ACTIVITY — Every line in the records below that holds "Parser" must be identified and copied.

MATERIAL PROVIDED —
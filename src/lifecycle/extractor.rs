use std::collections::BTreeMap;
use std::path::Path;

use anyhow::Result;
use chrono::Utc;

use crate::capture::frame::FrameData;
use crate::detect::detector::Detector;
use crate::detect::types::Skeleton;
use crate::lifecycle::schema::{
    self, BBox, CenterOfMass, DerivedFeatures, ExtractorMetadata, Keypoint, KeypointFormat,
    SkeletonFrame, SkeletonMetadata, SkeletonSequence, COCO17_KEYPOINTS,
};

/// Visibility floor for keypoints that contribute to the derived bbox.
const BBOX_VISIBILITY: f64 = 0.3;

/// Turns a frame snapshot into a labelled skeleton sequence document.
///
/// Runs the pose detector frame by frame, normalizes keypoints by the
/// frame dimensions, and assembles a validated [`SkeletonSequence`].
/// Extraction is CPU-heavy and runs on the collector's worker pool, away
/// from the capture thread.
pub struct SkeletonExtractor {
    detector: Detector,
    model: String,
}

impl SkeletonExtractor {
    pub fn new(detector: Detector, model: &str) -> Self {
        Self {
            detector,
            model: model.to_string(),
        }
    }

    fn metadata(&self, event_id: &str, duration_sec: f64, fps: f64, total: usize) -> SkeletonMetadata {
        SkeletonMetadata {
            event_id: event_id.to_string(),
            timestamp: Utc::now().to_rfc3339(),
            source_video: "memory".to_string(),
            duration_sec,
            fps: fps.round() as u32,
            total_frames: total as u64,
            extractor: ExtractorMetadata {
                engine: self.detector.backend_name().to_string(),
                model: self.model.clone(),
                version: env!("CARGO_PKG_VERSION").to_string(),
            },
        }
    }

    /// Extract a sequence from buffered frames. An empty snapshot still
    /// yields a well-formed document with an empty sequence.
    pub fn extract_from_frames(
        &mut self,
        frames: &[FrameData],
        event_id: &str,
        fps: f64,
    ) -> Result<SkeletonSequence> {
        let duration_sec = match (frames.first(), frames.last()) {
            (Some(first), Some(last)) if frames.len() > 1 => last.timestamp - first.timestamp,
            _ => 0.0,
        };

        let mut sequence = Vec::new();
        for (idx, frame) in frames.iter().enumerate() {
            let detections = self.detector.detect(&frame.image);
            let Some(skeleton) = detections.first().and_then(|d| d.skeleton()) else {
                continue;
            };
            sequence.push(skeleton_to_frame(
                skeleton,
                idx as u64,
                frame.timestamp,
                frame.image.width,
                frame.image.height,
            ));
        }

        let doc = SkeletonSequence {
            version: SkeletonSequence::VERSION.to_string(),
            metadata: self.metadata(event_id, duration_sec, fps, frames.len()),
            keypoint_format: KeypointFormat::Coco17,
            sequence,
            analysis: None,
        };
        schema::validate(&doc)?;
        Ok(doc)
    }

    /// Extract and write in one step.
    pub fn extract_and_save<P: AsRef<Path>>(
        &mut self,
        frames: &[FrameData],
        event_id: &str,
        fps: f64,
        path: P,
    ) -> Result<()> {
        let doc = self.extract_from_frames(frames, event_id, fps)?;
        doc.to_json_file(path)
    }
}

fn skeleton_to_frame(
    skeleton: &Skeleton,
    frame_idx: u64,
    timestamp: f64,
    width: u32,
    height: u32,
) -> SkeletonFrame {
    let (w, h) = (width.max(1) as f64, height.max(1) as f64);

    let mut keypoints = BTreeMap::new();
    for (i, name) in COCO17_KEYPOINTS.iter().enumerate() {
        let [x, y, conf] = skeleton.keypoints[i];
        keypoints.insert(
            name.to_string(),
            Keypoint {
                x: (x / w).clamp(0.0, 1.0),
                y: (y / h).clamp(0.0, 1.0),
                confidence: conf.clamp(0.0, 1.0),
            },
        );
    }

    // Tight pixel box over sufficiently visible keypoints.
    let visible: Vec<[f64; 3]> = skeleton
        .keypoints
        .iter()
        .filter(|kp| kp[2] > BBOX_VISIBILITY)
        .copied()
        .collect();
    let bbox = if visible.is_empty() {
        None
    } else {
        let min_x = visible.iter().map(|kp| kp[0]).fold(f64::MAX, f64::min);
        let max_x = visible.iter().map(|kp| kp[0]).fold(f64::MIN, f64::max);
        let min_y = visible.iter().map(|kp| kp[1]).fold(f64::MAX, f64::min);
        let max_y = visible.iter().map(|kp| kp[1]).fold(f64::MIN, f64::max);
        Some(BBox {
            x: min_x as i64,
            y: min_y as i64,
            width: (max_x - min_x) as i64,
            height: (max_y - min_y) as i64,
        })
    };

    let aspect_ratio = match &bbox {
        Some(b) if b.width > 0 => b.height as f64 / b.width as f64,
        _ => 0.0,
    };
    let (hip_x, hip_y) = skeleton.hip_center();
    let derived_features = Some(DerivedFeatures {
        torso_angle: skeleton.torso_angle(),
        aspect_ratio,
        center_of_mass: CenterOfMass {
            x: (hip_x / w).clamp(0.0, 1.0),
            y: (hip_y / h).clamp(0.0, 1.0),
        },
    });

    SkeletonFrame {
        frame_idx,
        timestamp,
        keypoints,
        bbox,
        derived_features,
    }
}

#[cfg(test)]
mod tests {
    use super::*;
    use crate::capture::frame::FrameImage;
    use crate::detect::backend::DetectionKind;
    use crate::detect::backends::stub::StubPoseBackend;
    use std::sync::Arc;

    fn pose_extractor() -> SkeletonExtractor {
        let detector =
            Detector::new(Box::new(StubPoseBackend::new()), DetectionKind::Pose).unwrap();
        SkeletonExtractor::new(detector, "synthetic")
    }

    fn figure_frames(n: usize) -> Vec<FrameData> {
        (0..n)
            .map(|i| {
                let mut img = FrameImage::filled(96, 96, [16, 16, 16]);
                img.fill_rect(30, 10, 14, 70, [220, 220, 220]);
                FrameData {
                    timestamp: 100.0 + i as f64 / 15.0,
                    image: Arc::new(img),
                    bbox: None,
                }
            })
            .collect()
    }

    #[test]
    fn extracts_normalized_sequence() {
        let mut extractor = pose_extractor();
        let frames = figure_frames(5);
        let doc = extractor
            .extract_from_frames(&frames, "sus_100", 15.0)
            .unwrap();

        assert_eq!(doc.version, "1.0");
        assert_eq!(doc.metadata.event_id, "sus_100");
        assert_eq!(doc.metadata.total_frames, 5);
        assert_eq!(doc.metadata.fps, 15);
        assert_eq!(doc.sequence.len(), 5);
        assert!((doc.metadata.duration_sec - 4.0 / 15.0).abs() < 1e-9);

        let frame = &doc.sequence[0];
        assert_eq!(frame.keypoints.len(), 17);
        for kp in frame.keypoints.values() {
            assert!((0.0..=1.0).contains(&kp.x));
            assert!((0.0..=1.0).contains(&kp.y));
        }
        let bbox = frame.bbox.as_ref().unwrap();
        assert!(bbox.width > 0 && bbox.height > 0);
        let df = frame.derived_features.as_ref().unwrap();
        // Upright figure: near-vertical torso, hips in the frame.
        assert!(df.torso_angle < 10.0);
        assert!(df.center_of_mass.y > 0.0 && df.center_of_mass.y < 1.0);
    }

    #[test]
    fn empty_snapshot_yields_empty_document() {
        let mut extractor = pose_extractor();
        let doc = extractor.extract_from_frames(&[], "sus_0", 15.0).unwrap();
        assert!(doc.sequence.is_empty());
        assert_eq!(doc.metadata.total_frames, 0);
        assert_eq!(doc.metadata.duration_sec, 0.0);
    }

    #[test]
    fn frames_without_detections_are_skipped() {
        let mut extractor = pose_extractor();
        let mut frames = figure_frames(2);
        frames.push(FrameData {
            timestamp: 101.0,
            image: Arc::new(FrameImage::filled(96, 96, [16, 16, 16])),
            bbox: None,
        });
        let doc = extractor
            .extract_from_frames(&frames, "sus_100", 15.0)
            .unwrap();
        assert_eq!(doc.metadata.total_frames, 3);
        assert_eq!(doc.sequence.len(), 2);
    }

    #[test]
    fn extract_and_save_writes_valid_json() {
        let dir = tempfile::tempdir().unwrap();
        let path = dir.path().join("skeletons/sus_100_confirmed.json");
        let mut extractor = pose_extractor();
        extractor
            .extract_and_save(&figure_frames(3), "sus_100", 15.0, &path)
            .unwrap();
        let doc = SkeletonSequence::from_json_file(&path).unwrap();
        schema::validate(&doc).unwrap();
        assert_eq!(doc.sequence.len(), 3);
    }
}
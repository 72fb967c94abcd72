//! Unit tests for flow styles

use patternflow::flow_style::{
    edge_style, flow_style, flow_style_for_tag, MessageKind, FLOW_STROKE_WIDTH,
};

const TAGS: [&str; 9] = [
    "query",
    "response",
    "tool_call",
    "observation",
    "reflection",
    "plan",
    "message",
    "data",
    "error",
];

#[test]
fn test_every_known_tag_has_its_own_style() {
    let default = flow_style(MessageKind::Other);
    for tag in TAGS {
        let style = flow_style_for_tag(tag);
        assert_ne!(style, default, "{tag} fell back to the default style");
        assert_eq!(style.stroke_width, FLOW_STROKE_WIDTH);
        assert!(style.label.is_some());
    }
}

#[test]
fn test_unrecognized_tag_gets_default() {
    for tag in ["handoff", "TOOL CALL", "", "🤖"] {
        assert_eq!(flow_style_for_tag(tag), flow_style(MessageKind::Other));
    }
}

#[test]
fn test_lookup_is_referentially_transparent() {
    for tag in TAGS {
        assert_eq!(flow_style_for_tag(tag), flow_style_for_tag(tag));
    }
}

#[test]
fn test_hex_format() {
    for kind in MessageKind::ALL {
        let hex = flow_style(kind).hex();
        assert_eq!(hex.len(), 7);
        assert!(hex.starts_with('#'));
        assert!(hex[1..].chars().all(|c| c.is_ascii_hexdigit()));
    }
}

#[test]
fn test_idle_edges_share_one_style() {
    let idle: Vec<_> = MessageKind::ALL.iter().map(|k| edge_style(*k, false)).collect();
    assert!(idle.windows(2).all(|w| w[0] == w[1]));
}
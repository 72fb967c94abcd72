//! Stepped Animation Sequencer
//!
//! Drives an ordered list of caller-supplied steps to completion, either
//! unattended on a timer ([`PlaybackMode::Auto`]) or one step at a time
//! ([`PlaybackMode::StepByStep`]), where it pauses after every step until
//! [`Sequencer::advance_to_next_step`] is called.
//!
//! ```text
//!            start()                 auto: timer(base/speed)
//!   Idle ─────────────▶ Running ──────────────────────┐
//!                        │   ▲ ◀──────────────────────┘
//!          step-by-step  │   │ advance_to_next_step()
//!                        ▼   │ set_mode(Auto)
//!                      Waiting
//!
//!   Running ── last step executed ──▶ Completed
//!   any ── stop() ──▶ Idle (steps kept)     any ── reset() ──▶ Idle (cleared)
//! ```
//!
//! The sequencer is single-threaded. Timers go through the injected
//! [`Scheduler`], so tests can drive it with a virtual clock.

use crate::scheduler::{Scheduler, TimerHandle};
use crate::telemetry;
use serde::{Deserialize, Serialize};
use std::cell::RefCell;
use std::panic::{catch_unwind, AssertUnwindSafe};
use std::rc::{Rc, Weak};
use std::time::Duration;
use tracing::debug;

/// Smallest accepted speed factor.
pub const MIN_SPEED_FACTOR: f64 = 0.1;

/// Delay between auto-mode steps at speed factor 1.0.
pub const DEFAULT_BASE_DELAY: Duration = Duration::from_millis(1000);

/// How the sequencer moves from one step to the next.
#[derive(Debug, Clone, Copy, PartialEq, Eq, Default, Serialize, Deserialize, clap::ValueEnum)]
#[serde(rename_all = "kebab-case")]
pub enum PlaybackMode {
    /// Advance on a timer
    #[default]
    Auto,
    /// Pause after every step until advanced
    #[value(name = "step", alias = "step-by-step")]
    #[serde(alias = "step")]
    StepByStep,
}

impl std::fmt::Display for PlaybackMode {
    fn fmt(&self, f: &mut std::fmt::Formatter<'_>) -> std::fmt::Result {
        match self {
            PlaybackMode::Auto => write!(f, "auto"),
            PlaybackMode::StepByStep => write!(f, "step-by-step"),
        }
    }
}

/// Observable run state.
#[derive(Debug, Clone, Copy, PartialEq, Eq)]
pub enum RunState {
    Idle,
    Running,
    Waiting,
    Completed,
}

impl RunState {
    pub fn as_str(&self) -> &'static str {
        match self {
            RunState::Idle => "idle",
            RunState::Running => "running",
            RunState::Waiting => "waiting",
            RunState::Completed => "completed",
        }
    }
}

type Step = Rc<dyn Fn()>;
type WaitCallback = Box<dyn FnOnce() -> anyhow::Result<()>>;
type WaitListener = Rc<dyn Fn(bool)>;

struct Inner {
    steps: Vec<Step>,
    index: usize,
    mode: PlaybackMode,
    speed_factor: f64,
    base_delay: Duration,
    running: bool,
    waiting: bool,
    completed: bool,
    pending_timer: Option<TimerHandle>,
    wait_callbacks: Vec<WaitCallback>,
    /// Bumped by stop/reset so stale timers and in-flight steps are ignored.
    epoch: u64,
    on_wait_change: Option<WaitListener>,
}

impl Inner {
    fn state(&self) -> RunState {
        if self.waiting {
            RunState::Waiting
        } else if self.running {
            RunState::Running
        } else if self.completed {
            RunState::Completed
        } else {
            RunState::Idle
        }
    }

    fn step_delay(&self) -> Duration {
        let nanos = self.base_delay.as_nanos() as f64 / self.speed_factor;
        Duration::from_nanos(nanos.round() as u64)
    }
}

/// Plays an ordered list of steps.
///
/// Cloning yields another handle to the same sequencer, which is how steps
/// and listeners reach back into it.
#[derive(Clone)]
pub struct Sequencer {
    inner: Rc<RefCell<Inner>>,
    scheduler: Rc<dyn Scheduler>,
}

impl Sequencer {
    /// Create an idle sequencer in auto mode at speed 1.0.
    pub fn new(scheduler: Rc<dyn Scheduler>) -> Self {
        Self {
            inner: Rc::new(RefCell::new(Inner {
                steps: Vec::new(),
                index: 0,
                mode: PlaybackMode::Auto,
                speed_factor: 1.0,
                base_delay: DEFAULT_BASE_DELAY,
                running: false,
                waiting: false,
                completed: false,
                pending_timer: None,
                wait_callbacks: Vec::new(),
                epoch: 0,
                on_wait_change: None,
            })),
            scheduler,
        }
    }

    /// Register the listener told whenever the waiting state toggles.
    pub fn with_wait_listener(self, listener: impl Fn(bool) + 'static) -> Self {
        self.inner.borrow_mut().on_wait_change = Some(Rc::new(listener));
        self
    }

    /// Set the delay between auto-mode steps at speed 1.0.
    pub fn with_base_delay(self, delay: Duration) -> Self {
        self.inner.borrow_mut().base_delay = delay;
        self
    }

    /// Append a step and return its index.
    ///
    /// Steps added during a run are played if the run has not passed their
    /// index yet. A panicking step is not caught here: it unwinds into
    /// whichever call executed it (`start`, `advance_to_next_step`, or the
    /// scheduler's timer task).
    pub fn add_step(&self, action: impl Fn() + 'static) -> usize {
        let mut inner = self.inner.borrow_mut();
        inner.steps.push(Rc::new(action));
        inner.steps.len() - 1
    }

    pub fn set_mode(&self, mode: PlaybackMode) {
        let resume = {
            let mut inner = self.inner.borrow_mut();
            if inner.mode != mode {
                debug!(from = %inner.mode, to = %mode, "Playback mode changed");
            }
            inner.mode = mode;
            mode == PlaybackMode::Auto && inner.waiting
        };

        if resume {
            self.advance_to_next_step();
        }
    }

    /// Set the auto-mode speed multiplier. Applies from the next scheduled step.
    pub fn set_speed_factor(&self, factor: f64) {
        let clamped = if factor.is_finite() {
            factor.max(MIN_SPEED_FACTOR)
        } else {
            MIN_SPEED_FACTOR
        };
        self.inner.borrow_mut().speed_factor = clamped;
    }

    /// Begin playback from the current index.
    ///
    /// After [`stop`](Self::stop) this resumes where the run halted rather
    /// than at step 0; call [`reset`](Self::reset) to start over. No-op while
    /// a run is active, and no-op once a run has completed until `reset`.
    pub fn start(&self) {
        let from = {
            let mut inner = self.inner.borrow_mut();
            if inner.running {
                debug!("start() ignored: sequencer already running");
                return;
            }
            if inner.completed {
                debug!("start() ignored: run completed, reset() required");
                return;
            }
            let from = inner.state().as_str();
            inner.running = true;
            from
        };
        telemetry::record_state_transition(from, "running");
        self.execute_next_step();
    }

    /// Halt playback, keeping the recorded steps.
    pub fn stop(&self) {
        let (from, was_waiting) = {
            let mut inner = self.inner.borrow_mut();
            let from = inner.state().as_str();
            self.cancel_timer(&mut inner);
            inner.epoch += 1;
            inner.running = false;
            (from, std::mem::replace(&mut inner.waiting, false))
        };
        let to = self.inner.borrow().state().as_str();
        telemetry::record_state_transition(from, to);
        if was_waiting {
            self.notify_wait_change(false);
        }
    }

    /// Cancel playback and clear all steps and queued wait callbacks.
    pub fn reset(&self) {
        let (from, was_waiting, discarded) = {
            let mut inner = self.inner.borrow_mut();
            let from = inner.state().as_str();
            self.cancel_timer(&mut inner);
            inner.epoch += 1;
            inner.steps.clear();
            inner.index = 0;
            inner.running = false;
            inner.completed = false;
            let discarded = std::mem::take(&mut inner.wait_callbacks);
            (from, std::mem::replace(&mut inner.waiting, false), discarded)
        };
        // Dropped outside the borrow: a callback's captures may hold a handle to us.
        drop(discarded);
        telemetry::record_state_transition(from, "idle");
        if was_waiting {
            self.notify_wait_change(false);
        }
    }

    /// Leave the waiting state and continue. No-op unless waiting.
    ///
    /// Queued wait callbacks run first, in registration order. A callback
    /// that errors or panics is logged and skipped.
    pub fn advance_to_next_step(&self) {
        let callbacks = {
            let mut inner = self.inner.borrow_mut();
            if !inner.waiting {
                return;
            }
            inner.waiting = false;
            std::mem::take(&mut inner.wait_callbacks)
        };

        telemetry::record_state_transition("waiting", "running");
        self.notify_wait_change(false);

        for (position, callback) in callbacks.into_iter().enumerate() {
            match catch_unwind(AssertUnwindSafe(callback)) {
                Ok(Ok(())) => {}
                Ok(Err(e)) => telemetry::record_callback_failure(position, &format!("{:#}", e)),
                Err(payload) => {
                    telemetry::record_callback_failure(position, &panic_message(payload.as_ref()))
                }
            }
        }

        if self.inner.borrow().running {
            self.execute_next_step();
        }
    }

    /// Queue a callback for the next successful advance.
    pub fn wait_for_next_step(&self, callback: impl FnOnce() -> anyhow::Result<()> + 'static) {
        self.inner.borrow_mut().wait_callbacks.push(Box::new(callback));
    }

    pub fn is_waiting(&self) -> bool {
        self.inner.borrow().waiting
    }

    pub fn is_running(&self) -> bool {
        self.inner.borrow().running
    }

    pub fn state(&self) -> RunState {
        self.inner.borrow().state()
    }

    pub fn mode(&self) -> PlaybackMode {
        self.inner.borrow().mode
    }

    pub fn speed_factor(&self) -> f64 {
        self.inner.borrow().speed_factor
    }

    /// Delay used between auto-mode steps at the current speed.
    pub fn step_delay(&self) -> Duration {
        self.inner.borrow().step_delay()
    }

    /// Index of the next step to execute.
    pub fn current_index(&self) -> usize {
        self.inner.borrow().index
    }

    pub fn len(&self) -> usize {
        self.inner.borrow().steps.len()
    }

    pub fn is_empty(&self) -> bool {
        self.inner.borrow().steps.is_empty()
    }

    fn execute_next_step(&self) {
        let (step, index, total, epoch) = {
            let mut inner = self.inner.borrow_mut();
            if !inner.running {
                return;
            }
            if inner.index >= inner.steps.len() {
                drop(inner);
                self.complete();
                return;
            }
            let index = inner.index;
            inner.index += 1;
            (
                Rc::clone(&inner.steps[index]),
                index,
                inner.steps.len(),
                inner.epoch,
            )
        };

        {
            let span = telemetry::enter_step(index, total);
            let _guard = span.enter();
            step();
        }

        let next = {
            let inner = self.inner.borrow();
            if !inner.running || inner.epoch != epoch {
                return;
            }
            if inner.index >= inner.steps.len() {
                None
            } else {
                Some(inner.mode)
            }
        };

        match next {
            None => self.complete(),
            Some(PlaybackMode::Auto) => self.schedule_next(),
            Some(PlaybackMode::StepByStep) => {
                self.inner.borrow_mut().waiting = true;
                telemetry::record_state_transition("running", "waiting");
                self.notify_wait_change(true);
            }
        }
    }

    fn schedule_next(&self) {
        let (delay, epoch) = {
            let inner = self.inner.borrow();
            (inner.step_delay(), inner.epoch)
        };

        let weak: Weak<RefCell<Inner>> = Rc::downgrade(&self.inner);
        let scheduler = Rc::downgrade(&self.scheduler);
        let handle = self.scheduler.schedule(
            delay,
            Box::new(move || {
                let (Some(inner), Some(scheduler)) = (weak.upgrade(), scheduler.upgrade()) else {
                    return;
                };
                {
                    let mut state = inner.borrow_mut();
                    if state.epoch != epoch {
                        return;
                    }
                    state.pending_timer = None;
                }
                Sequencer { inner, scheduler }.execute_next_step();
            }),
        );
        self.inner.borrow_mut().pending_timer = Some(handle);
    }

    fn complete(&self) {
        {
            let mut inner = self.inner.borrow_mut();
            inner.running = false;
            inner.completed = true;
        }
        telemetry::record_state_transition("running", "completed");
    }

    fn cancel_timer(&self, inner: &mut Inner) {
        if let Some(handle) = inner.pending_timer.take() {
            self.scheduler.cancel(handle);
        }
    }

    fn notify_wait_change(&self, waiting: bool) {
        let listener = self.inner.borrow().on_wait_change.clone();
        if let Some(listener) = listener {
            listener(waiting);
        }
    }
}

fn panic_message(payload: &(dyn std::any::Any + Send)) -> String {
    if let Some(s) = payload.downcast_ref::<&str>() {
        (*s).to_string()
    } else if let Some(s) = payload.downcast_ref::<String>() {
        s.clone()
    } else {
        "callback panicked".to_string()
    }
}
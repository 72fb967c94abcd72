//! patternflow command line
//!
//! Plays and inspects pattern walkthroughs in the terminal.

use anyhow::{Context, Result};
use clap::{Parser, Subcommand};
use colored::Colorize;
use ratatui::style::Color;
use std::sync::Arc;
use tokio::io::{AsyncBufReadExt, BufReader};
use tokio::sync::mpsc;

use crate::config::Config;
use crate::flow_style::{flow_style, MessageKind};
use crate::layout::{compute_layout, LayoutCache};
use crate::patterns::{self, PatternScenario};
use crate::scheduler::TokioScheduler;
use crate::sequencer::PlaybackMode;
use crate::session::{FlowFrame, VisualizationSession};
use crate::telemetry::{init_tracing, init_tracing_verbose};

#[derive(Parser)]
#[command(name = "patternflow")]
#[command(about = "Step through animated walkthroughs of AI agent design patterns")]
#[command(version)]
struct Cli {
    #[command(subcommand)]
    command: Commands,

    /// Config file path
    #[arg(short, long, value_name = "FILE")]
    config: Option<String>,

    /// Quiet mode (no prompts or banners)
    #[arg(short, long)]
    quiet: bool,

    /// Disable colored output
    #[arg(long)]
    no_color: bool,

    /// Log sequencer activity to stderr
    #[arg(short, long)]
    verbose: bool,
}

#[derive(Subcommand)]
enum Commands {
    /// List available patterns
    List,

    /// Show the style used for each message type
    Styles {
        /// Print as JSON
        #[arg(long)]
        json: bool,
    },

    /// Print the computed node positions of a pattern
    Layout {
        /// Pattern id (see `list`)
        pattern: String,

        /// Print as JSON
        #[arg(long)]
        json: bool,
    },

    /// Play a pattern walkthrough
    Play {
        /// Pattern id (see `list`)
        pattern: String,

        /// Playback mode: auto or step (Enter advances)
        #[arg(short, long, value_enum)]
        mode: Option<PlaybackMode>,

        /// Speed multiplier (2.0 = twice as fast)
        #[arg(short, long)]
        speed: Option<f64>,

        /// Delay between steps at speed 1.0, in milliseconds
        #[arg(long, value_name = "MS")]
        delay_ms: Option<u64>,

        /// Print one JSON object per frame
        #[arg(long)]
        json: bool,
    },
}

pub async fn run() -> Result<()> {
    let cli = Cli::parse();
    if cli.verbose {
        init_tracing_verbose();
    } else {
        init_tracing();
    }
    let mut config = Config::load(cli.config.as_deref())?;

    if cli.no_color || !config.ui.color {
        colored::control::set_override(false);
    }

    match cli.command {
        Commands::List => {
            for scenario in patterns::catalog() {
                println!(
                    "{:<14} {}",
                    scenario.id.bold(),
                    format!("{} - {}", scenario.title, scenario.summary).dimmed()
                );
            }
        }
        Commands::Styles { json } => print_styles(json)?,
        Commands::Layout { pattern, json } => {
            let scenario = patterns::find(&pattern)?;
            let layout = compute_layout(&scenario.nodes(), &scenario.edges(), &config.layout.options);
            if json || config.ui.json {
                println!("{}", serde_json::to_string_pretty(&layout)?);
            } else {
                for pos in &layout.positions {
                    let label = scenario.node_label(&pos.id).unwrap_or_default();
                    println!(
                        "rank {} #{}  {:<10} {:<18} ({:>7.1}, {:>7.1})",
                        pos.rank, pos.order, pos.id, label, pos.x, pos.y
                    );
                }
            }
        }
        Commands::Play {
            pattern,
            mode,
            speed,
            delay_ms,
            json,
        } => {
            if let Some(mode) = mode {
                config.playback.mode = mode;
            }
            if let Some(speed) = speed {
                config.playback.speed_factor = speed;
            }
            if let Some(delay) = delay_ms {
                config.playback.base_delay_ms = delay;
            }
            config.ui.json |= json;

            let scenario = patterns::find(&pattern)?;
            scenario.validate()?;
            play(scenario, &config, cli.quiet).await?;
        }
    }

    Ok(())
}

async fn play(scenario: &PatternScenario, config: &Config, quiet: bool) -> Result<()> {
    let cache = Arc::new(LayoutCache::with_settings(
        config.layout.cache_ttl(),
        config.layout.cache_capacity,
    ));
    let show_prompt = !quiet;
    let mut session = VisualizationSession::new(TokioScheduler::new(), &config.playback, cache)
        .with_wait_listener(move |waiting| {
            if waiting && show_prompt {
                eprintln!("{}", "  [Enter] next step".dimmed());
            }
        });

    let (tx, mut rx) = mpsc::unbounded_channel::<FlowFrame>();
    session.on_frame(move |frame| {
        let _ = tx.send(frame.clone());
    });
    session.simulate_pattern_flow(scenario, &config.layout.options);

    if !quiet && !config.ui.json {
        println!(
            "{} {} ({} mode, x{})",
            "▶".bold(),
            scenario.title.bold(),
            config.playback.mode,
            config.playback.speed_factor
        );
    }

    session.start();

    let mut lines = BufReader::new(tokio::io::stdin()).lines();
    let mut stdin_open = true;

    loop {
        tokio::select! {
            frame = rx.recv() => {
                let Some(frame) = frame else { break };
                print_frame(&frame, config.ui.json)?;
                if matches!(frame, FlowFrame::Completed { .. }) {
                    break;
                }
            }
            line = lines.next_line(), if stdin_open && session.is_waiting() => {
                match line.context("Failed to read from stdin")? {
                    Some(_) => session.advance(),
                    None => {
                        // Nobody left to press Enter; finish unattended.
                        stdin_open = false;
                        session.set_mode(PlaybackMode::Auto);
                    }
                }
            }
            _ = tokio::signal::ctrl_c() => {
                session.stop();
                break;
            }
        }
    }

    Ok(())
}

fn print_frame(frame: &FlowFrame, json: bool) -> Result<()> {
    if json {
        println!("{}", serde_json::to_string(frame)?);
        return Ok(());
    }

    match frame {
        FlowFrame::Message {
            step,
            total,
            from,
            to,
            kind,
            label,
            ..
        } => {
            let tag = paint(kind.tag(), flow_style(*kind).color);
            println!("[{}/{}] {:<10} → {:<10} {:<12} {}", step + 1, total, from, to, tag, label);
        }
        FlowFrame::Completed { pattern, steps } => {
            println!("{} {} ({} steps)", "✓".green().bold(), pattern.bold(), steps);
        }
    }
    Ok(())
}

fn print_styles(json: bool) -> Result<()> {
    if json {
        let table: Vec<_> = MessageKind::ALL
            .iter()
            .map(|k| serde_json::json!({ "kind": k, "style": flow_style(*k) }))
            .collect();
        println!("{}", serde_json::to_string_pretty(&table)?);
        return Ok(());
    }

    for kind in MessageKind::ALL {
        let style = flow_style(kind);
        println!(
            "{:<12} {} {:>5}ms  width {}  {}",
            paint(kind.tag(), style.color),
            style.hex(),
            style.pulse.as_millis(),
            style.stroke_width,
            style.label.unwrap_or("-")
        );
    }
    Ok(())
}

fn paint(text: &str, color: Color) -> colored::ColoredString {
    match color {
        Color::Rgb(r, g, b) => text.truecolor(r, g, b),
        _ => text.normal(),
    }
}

RESULT BELOW —
use clap::{Parser, Subcommand};
#[derive(Parser)]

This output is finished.